Can Reflectance Confocal Microscopy Reduce Unnecessary Excisions?
By Dermsquared Editorial Team | June 01, 2022
Adjunctive use of reflectance confocal microscopy (RCM) for suspect lesions reduces unnecessary excisions in a real-life setting, according to a study published online June 1 in JAMA Dermatology .
Giovanni Pellacani, M.D., from the University of Modena and Reggio Emilia in Italy, and colleagues conducted a randomized clinical trial involving 3,165 patients enrolled from three dermatology referral centers in Italy, with a mean follow-up of 9.6 months. Patients were randomly assigned to standard therapeutic care with or without adjunctive RCM. A diagnostic analysis was included for 3,078 patients.

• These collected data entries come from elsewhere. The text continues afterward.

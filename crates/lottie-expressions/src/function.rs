//! Function values and argument binding.

use std::sync::Arc;

use crate::ast::{Expr, FunctionDecl, Name, Param};
use crate::error::{ExpressionError, Result};
use crate::scope::ScopeId;
use crate::value::Value;

/// A function together with the scope it was defined in.
pub struct Closure {
    pub decl: Arc<FunctionDecl>,
    pub scope: ScopeId,
}

/// Evaluated call arguments, optionally named.
#[derive(Clone, Default)]
pub struct CallArgs {
    items: Vec<(Option<Name>, Value)>,
}

impl CallArgs {
    pub fn new(items: Vec<(Option<Name>, Value)>) -> Self {
        Self { items }
    }

    pub fn positional(values: impl IntoIterator<Item = Value>) -> Self {
        Self {
            items: values.into_iter().map(|v| (None, v)).collect(),
        }
    }

    pub fn len(&self) -> usize {
        self.items.len()
    }

    pub fn is_empty(&self) -> bool {
        self.items.is_empty()
    }

    /// Argument passed as `name = ...`, else the unnamed argument at `index`.
    pub fn get(&self, index: usize, name: &str) -> Option<&Value> {
        self.items
            .iter()
            .find(|(n, _)| n.as_deref() == Some(name))
            .or_else(|| self.items.get(index).filter(|(n, _)| n.is_none()))
            .map(|(_, v)| v)
    }

    /// Like [`CallArgs::get`] with the name taken from a parameter list.
    pub fn param(&self, index: usize, params: &[&str]) -> Option<&Value> {
        match params.get(index) {
            Some(name) => self.get(index, name),
            None => self.items.get(index).map(|(_, v)| v),
        }
    }

    /// Unnamed arguments from `index` on, for a rest parameter.
    pub fn rest(&self, index: usize) -> Vec<Value> {
        self.items
            .iter()
            .skip(index)
            .filter(|(n, _)| n.is_none())
            .map(|(_, v)| v.clone())
            .collect()
    }

    pub fn values(&self) -> impl Iterator<Item = &Value> {
        self.items.iter().map(|(_, v)| v)
    }
}

/// Where the value of one parameter comes from.
pub enum ParamSource<'a> {
    Value(Value),
    /// Evaluated lazily in the new call scope.
    Default(&'a Expr),
}

/// Resolves parameter `index` of `decl` against `args`.
pub fn param_source<'a>(
    decl: &'a FunctionDecl,
    param: &'a Param,
    index: usize,
    args: &CallArgs,
) -> Result<ParamSource<'a>> {
    if param.rest {
        return Ok(ParamSource::Value(Value::from_elements(args.rest(index))));
    }
    if let Some(value) = args.get(index, &param.name) {
        return Ok(ParamSource::Value(value.clone()));
    }
    match &param.default {
        Some(default) => Ok(ParamSource::Default(default)),
        None => Err(ExpressionError::MissingArgument {
            parameter: param.name.to_string(),
            function: decl.display_name().to_string(),
        }),
    }
}
//! Benchmarks for compiling and sampling expressions.

use criterion::{black_box, criterion_group, criterion_main, Criterion};

use lottie_expressions::{
    EvaluationContext, ExpressionEvaluator, LayerObject, RunOptions, Script, StaticProperty,
};

const WIGGLE: &str = "wiggle(2, 30)";

const LOOP_SCRIPT: &str = r#"
var total = 0
for (let i = 0; i < 20; i++) {
    if (i % 3 == 0) continue
    total += Math.sin(i * time)
}
value + [total, 0]
"#;

const FUNCTION_SCRIPT: &str = r#"
function bounce(t, amp, freq, decay) {
    return amp * Math.sin(freq * t * 2 * Math.PI) / Math.exp(decay * t)
}
var n = bounce(time, 20, 3, 4)
[value[0], value[1] + n]
"#;

fn context(time: f64) -> EvaluationContext {
    let layer = LayerObject::new(1, "Bench");
    EvaluationContext::new(time, 30.0)
        .with_layer(std::sync::Arc::new(layer))
        .with_property(StaticProperty::shared(vec![100.0, 50.0]))
}

fn bench_compile(c: &mut Criterion) {
    c.bench_function("compile_function_script", |b| {
        b.iter(|| black_box(Script::compile(black_box(FUNCTION_SCRIPT))))
    });
    c.bench_function("compile_loop_script", |b| {
        b.iter(|| black_box(Script::compile(black_box(LOOP_SCRIPT))))
    });
}

fn bench_run(c: &mut Criterion) {
    let ctx = context(1.25);
    let loop_script = Script::compile(LOOP_SCRIPT);
    let function_script = Script::compile(FUNCTION_SCRIPT);

    c.bench_function("run_loop_script", |b| {
        b.iter(|| black_box(loop_script.run(&ctx, RunOptions::default())))
    });
    c.bench_function("run_function_script", |b| {
        b.iter(|| black_box(function_script.run(&ctx, RunOptions::default())))
    });
}

fn bench_sample_frames(c: &mut Criterion) {
    let evaluator = ExpressionEvaluator::new();
    let contexts: Vec<_> = (0..60).map(|frame| context(frame as f64 / 30.0)).collect();

    c.bench_function("sample_wiggle_60_frames", |b| {
        b.iter(|| {
            for ctx in &contexts {
                black_box(evaluator.evaluate_on_property(WIGGLE, ctx));
            }
        })
    });
}

criterion_group!(benches, bench_compile, bench_run, bench_sample_frames);
criterion_main!(benches);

The researchers found that adjunctive RCM was associated with a higher positive predictive value (18.9 versus 33.3), a lower benign-to-malignant ratio (3.7:1.0 versus 1.8:1.0), and a 43.2 percent reduction in the number needed to excise (5.3 versus 3.0) compared with standard therapeutic care alone. All 15 lesions with delayed melanoma diagnoses were thinner than 0.5 mm.
"This randomized interventional trial assessed the applicability of adjunctive RCM for equivocal lesions suspected of melanoma in a clinical setting and proves that unnecessary excisions can be reduced by almost half, with greater accuracy of in vivo identification of benign lesions," the authors write.